What is being asked: From the listing below, extract every line in which the word "value" appears.

The records:
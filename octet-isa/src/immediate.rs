//
// Copyright (C) 2023 Ariel Abreu
//
// This Source Code Form is subject to the terms of the Mozilla Public
// License, v. 2.0. If a copy of the MPL was not distributed with this
// file, You can obtain one at http://mozilla.org/MPL/2.0/.
//

use byteorder::{BigEndian, ByteOrder};
use thiserror::Error;

pub const SIGN_POSITIVE: u8 = 0xfe;
pub const SIGN_NEGATIVE: u8 = 0xff;

/// Sign byte plus a 32-bit magnitude.
pub const IMMEDIATE_LEN: usize = 5;

#[derive(Debug, Clone, Copy, PartialEq, Eq, Error)]
#[error("invalid immediate sign byte {0:#04x}")]
pub struct InvalidSign(pub u8);

/// Encodes `value` as a sign byte followed by the big-endian magnitude.
///
/// Only the low 32 bits of the magnitude are kept, so anything outside
/// `-(2^32 - 1)..=2^32 - 1` is silently truncated.
pub fn encode_immediate(value: i64) -> [u8; IMMEDIATE_LEN] {
	let mut bytes = [0u8; IMMEDIATE_LEN];
	bytes[0] = if value < 0 {
		SIGN_NEGATIVE
	} else {
		SIGN_POSITIVE
	};
	BigEndian::write_u32(&mut bytes[1..], value.unsigned_abs() as u32);
	bytes
}

/// Returns `true` for a negative sign byte.
pub fn decode_sign(sign: u8) -> Result<bool, InvalidSign> {
	match sign {
		SIGN_POSITIVE => Ok(false),
		SIGN_NEGATIVE => Ok(true),
		other => Err(InvalidSign(other)),
	}
}

/// Applies a decoded sign to the 4-byte big-endian magnitude.
pub fn decode_magnitude(negative: bool, magnitude: &[u8]) -> i64 {
	let magnitude = BigEndian::read_u32(magnitude) as i64;
	if negative {
		-magnitude
	} else {
		magnitude
	}
}

#[cfg(test)]
mod tests {
	use super::*;

	#[test]
	fn encodes_sign_and_magnitude() {
		assert_eq!(encode_immediate(5), [0xfe, 0x00, 0x00, 0x00, 0x05]);
		assert_eq!(encode_immediate(0), [0xfe, 0x00, 0x00, 0x00, 0x00]);
		assert_eq!(encode_immediate(-1), [0xff, 0x00, 0x00, 0x00, 0x01]);
		assert_eq!(
			encode_immediate(i32::MIN as i64),
			[0xff, 0x80, 0x00, 0x00, 0x00]
		);
		assert_eq!(
			encode_immediate(i32::MAX as i64),
			[0xfe, 0x7f, 0xff, 0xff, 0xff]
		);
	}

	#[test]
	fn decodes_full_i32_range() {
		for value in [i32::MIN, -1, 0, 1, 0x1234_5678, i32::MAX] {
			let bytes = encode_immediate(value as i64);
			let negative = decode_sign(bytes[0]).unwrap();
			assert_eq!(decode_magnitude(negative, &bytes[1..]), value as i64);
		}
	}

	#[test]
	fn rejects_unknown_sign() {
		assert_eq!(decode_sign(0x00), Err(InvalidSign(0x00)));
		assert_eq!(decode_sign(0xfd), Err(InvalidSign(0xfd)));
	}
}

Answer for the task:
/// Encodes `value` as a sign byte followed by the big-endian magnitude.
pub fn encode_immediate(value: i64) -> [u8; IMMEDIATE_LEN] {
	bytes[0] = if value < 0 {
	BigEndian::write_u32(&mut bytes[1..], value.unsigned_abs() as u32);
		for value in [i32::MIN, -1, 0, 1, 0x1234_5678, i32::MAX] {
			let bytes = encode_immediate(value as i64);
			assert_eq!(decode_magnitude(negative, &bytes[1..]), value as i64);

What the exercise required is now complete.